LLMs Are Cheap Enough to Change How You Work With Data
We talk a lot about whether AI is smart enough to take our jobs. But I think we’re missing half the equation: it’s not just about being smart, it’s also about being cheap. Last month I backfilled roughly 60,000 historical job postings on selectfrom.work using an LLM. Each request extracted a summary, salary information, technologies mentioned, and job type. Total cost? $10.

Sure, there are some mistakes here and there. But for me this enables a type of analysis at a scale that was completely out of reach before. I don’t think an actual job was taken here, but there’s definitely a competitive advantage to be had when you can process tens of thousands of documents for the price of two coffees.
In this post I’ll walk you through how to set up batch processing with OpenAI’s API, the orchestration tricks that keep costs down, and some of the gotchas I ran into along the way. We’ll cover:
- OpenAI Batch vs Flex processing
- Why batch mode is your best friend for price efficiency
- How to structure your batch requests
- Orchestrating the process without losing your mind
- Tracking batches in a database
OpenAI Batch vs Flex processing
OpenAI offers two discounted processing modes: Batch and Flex. Batch processing runs requests within a 24-hour window (often much faster), making it ideal for bulk workloads where timing isn’t critical. Flex applies similar cost savings to individual requests, but they may complete slower than standard real-time calls. Flex is still in beta, and I’ve experienced day long outages.

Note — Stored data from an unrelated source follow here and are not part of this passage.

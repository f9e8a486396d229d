//! Operator version resolution
//!
//! The version to install is, in order of preference:
//! 1. the override from the environment, which must validate (never falls through)
//! 2. the latest release from the discovery endpoint, if it validates
//! 3. the configured default, if it validates
//!
//! A version "validates" when its page under the validation URL template
//! answers 2xx.

use async_trait::async_trait;
use serde::Deserialize;

use apiop_core::{OperatorVersion, VersionOrigin, render_template};

use crate::error::{RepoError, Result, VersionError};
use crate::http::HttpClient;

/// Endpoints answering version questions
#[async_trait]
pub trait VersionSource: Send + Sync {
    /// Whether the version page at `url` exists
    async fn exists(&self, url: &str) -> Result<bool>;

    /// Raw latest version string published at `url`
    async fn latest(&self, url: &str) -> Result<String>;
}

/// GitHub release metadata (`/releases/latest`)
#[derive(Debug, Deserialize)]
struct Release {
    tag_name: String,
}

/// Version source backed by HTTP endpoints
pub struct HttpVersionSource {
    client: HttpClient,
}

impl HttpVersionSource {
    pub fn new(client: HttpClient) -> Self {
        Self { client }
    }
}

#[async_trait]
impl VersionSource for HttpVersionSource {
    async fn exists(&self, url: &str) -> Result<bool> {
        self.client.exists(url).await
    }

    async fn latest(&self, url: &str) -> Result<String> {
        let body = self.client.get_text(url).await?;
        parse_latest(url, &body)
    }
}

/// Extract a version from a discovery response: GitHub release JSON or plain text
fn parse_latest(url: &str, body: &str) -> Result<String> {
    let trimmed = body.trim();
    if trimmed.starts_with('{') {
        let release: Release = serde_json::from_str(trimmed)?;
        return Ok(release.tag_name);
    }

    trimmed
        .lines()
        .next()
        .map(|line| line.trim().to_string())
        .filter(|line| !line.is_empty())
        .ok_or_else(|| RepoError::InvalidResponse {
            url: url.to_string(),
            message: "empty response".to_string(),
        })
}

/// Override value from the environment, if set and not blank
pub fn env_override(env_var: &str) -> Option<String> {
    std::env::var(env_var).ok().filter(|v| !v.trim().is_empty())
}

/// What to resolve and where to look
#[derive(Debug, Clone)]
pub struct VersionQuery {
    /// Human-readable component name for messages
    pub component: String,
    /// Environment variable holding an override
    pub env_var: String,
    pub default_version: String,
    /// URL template with a `{version}` placeholder
    pub validation_url_template: String,
    pub discovery_url: String,
}

/// Resolves the operator version against a [`VersionSource`]
pub struct VersionResolver<'a> {
    source: &'a dyn VersionSource,
}

impl<'a> VersionResolver<'a> {
    pub fn new(source: &'a dyn VersionSource) -> Self {
        Self { source }
    }

    /// Resolve the version (`None` or blank override means no override)
    pub async fn resolve(
        &self,
        query: &VersionQuery,
        override_version: Option<&str>,
    ) -> std::result::Result<OperatorVersion, VersionError> {
        if let Some(raw) = override_version.filter(|v| !v.trim().is_empty()) {
            return self.resolve_override(query, raw).await;
        }

        let mut failures = Vec::new();

        match self.discover(query).await {
            Ok(version) => {
                tracing::info!(%version, component = %query.component, "using latest release");
                return Ok(version);
            }
            Err(reason) => {
                tracing::warn!(component = %query.component, %reason, "falling back to default version");
                failures.push(reason);
            }
        }

        let default = match OperatorVersion::parse(&query.default_version, VersionOrigin::Default) {
            Ok(version) => version,
            Err(e) => {
                failures.push(format!(
                    "default version '{}' is invalid: {e}",
                    query.default_version.trim()
                ));
                return Err(resolution_failed(query, failures));
            }
        };
        match self.check(query, &default).await {
            Ok(true) => {
                tracing::info!(version = %default, component = %query.component, "using default version");
                Ok(default)
            }
            Ok(false) => {
                failures.push(format!("default version {default} does not exist"));
                Err(resolution_failed(query, failures))
            }
            Err(e) => {
                failures.push(format!("default version {default} could not be validated: {e}"));
                Err(resolution_failed(query, failures))
            }
        }
    }

    async fn resolve_override(
        &self,
        query: &VersionQuery,
        raw: &str,
    ) -> std::result::Result<OperatorVersion, VersionError> {
        let version = parse(raw, VersionOrigin::Override)?;
        let shown = version.to_string();
        let rejected = |reason: String| VersionError::InvalidOverrideVersion {
            env_var: query.env_var.clone(),
            version: shown.clone(),
            reason,
        };

        match self.check(query, &version).await {
            Ok(true) => {
                tracing::info!(%version, env_var = %query.env_var, "using version override");
                Ok(version)
            }
            Ok(false) => Err(rejected("no such release".to_string())),
            Err(e) => Err(rejected(format!("could not validate: {e}"))),
        }
    }

    /// Latest validated release, or the reason there is none
    async fn discover(&self, query: &VersionQuery) -> std::result::Result<OperatorVersion, String> {
        let raw = self
            .source
            .latest(&query.discovery_url)
            .await
            .map_err(|e| format!("discovery failed: {e}"))?;

        let version = OperatorVersion::parse(&raw, VersionOrigin::Discovered)
            .map_err(|e| format!("discovered version '{raw}' is invalid: {e}"))?;

        match self.check(query, &version).await {
            Ok(true) => Ok(version),
            Ok(false) => Err(format!("discovered version {version} does not exist")),
            Err(e) => Err(format!("discovered version {version} could not be validated: {e}")),
        }
    }

    async fn check(&self, query: &VersionQuery, version: &OperatorVersion) -> Result<bool> {
        let url = render_template(&query.validation_url_template, version.as_str());
        tracing::debug!(%url, "validating version");
        self.source.exists(&url).await
    }
}

fn parse(raw: &str, origin: VersionOrigin) -> std::result::Result<OperatorVersion, VersionError> {
    OperatorVersion::parse(raw, origin).map_err(|e| VersionError::InvalidVersionFormat {
        version: raw.trim().to_string(),
        reason: e.to_string(),
    })
}

fn resolution_failed(query: &VersionQuery, failures: Vec<String>) -> VersionError {
    VersionError::VersionResolutionFailed {
        component: query.component.clone(),
        reason: failures.join("; "),
    }
}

In practice, I’ve found Batch more predictable for backfills: you can submit small batches (often faster to validate/process), monitor status, and retry failures without blocking the rest of your pipeline.
Batch Mode: Half the Price, Most of the Speed
If you want price-efficient LLMs with convenience and scale, batch mode is where it’s at. OpenAI’s batch API processes your requests at half the price within a 24-hour window—but in practice, batches often complete in 10-15 minutes. A batch can be as small as you want, though there’s a limit on how many tokens you can queue at once. There’s a pretty good guide from OpenAI that I recommend you to look at, but I’ll share some additional thoughts and tricks.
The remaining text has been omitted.